Tinha brotado ali, por sua dedicação e cuidado, o mais belo piano de cauda que todos jamais viram. A notícia correu a cidade, atravessou as praças, cruzou avenidas e virou assunto de todas as conversas. Logo a multidão chegou para ver e passar os dedos sobre a madeira cintilante. Discutiram sobre a excelência da marca, a qualidade das teclas, o branco tão branco e o negro tão retinto que até doía nos olhos. Que instrumento tão imponente! Não tardou organizaram concertos, aulas de música a preços camaradas, concursos para descobrir novos talentos musicais nas redondezas. O velho Amadeu não cabia em si de contentamento. Se perguntavam, dizia que o segredo daquilo tudo era… um segredo. E mais não contava.

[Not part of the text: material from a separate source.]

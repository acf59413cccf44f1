//! Request handlers

pub mod health;
pub mod sync;
pub mod adapters;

Numa tarde de abril o velho Amadeu levou as mãos ao peito e fechou lentamente os olhos. Estava sentado na varanda olhando o piano no meio de sua horta. Pensava nas belezas sonoras que brotariam daquela madeira reluzente. Quem o encontrou disse que ele sorria.

O tempo e sua crueldade se encarregaram de diminuir o viço daquela novidade extraordinária e uma manhã, quando somente os passarinhos visitavam o piano e o limo cobria quase todo o teclado, veio uma máquina e levou o velho instrumento para o depósito municipal. E lá ele permanece, silencioso e coberto de poeira, ao lado do projetor de filmes, do foguete espacial e de outros objetos que já não têm mais importância.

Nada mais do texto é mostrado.